Background

The finance team of XYZ Holdings, LLC has been using a variety of manual methods and spreadsheets to track variances among its key performance indicators (KPIs). The team uses one process and spreadsheet to manually input data from its finance system in order to assess actual trends over time. They use another process and spreadsheet to store data from their budgeting system, alongside an archive of forecasts from their financial planning group. They combine these two spreadsheets into a third spreadsheet in order to look at variances between actuals, budgets for the current year, and new forecasts as they are available. A team of 4 people run this process on a monthly basis, and it takes several days to complete.

Objective

The analysis seeks to provide XYZ finance managers with an on-demand, monthly view of KPI trends, as well as a full year assessment of how actuals have performed relative to previous year, and what the most current forecast shows for the following year.

Methods

The analysis is conducted in the following steps.

Data Extraction and Prep

Actual and forecast data from XYZ’s finance and forecast databases, respectively, was extracted and transformed using KPI definition logic provided by the team.

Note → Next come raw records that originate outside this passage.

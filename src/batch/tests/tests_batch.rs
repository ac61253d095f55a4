#[cfg(test)]
mod tests {
    use crate::batch::{BATCH_HEADER_SIZE, BatchError, BatchRecord, WriteBatch};

    fn collect(batch: &WriteBatch) -> Vec<BatchRecord<'_>> {
        batch.iter().map(|r| r.unwrap()).collect()
    }

    #[test]
    fn test_empty_batch() {
        let batch = WriteBatch::new();
        assert_eq!(batch.count(), 0);
        assert_eq!(batch.sequence(), 0);
        assert!(batch.is_empty());
        assert_eq!(batch.byte_size(), BATCH_HEADER_SIZE);
        batch.verify().unwrap();
    }

    #[test]
    fn test_header_layout() {
        let mut batch = WriteBatch::new();
        batch.set_sequence(0x0102_0304_0506_07);
        batch.put(b"k", b"v");
        batch.put(b"k2", b"v2");

        let bytes = batch.as_bytes();
        // Sequence: first 8 bytes little-endian; count: next 4.
        assert_eq!(
            u64::from_le_bytes(bytes[..8].try_into().unwrap()),
            0x0102_0304_0506_07
        );
        assert_eq!(u32::from_le_bytes(bytes[8..12].try_into().unwrap()), 2);
        // First record: tag Value(1), key len 1, "k", value len 1, "v".
        assert_eq!(&bytes[12..17], &[1, 1, b'k', 1, b'v']);
    }

    #[test]
    fn test_all_record_kinds_round_trip() {
        let mut batch = WriteBatch::new();
        batch.set_sequence(500);
        batch.put(b"a", b"1");
        batch.delete(b"b");
        batch.single_delete(b"c");
        batch.merge(b"d", b"2");

        assert_eq!(batch.count(), 4);
        assert_eq!(batch.end_sequence(), 504);

        let records = collect(&batch);
        assert_eq!(
            records,
            vec![
                BatchRecord::Put { cf_id: 0, key: b"a", value: b"1" },
                BatchRecord::Delete { cf_id: 0, key: b"b" },
                BatchRecord::SingleDelete { cf_id: 0, key: b"c" },
                BatchRecord::Merge { cf_id: 0, key: b"d", value: b"2" },
            ]
        );
    }

    #[test]
    fn test_column_family_records() {
        let mut batch = WriteBatch::new();
        batch.put_cf(3, b"cf-key", b"cf-value");
        batch.delete_cf(300, b"gone");
        batch.merge_cf(7, b"m", b"operand");
        batch.single_delete_cf(3, b"once");
        // cf 0 routes through the default tags.
        batch.put_cf(0, b"plain", b"v");

        let bytes = batch.as_bytes();
        // First record must use the CF value tag (5) then varint cf_id 3.
        assert_eq!(bytes[12], 5);
        assert_eq!(bytes[13], 3);

        let records = collect(&batch);
        assert_eq!(records[0].cf_id(), 3);
        assert_eq!(records[1].cf_id(), 300);
        assert_eq!(records[2].cf_id(), 7);
        assert_eq!(records[3].cf_id(), 3);
        assert_eq!(records[4], BatchRecord::Put { cf_id: 0, key: b"plain", value: b"v" });
    }

    #[test]
    fn test_from_bytes_round_trip() {
        let mut batch = WriteBatch::new();
        batch.set_sequence(100);
        batch.put(b"key1", b"value1");
        batch.put(b"key2", b"value2");

        let restored = WriteBatch::from_bytes(batch.as_bytes().to_vec()).unwrap();
        assert_eq!(restored, batch);
        assert_eq!(restored.sequence(), 100);
        assert_eq!(restored.count(), 2);
    }

    #[test]
    fn test_from_bytes_too_small_rejected() {
        assert!(matches!(
            WriteBatch::from_bytes(vec![0; 5]).unwrap_err(),
            BatchError::TooSmall(5)
        ));
    }

    #[test]
    fn test_count_mismatch_rejected() {
        let mut batch = WriteBatch::new();
        batch.put(b"a", b"1");
        let mut bytes = batch.as_bytes().to_vec();
        // Claim two records while only one is present.
        bytes[8..12].copy_from_slice(&2u32.to_le_bytes());
        assert!(matches!(
            WriteBatch::from_bytes(bytes).unwrap_err(),
            BatchError::CountMismatch { header: 2, actual: 1 }
        ));
    }

    #[test]
    fn test_unknown_tag_rejected() {
        let mut bytes = WriteBatch::new().as_bytes().to_vec();
        bytes.push(9); // not a defined tag
        bytes[8..12].copy_from_slice(&1u32.to_le_bytes());
        assert!(matches!(
            WriteBatch::from_bytes(bytes).unwrap_err(),
            BatchError::UnknownTag(9)
        ));
    }

    #[test]
    fn test_truncated_record_rejected() {
        let mut batch = WriteBatch::new();
        batch.put(b"key", b"value");
        let bytes = batch.as_bytes();
        let truncated = bytes[..bytes.len() - 2].to_vec();
        assert!(WriteBatch::from_bytes(truncated).is_err());
    }

    #[test]
    fn test_empty_value_distinct_from_delete() {
        let mut batch = WriteBatch::new();
        batch.put(b"k", b"");
        batch.delete(b"k");

        let records = collect(&batch);
        assert_eq!(records[0], BatchRecord::Put { cf_id: 0, key: b"k", value: b"" });
        assert_eq!(records[1], BatchRecord::Delete { cf_id: 0, key: b"k" });
    }

    #[test]
    fn test_clear_keeps_sequence() {
        let mut batch = WriteBatch::new();
        batch.set_sequence(77);
        batch.put(b"a", b"b");
        batch.clear();
        assert_eq!(batch.sequence(), 77);
        assert_eq!(batch.count(), 0);
        assert_eq!(batch.byte_size(), BATCH_HEADER_SIZE);
    }

    #[test]
    fn test_binary_keys_and_values() {
        let key: Vec<u8> = (0..=255).collect();
        let value = vec![0u8, 0xff, 0x80, 0x7f];
        let mut batch = WriteBatch::new();
        batch.put(&key, &value);

        let records = collect(&batch);
        assert_eq!(records[0], BatchRecord::Put { cf_id: 0, key: &key, value: &value });
    }
}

The data was landed in a SQL Server database optimized for analytical loads, and set to refresh nightly. Data was validated by finance team staff. The tool connects directly to the SQL Server warehouse, and is refreshed on a monthly basis.

Data Analysis

The tool is coded in python and sql and available as an interactive notebook.

Results

The interactive notebook is available here

Value Proposition

The data integration and interactive notebook significantly streamlines the process of moving from raw data to insight for the XYZ finance team. KPI variances between previous year, current year actuals, and next year forecasts are readily available on-demand. This work has significantly reduced the opportunity costs for finance team staff, freeing them up for higher value work at XYZ.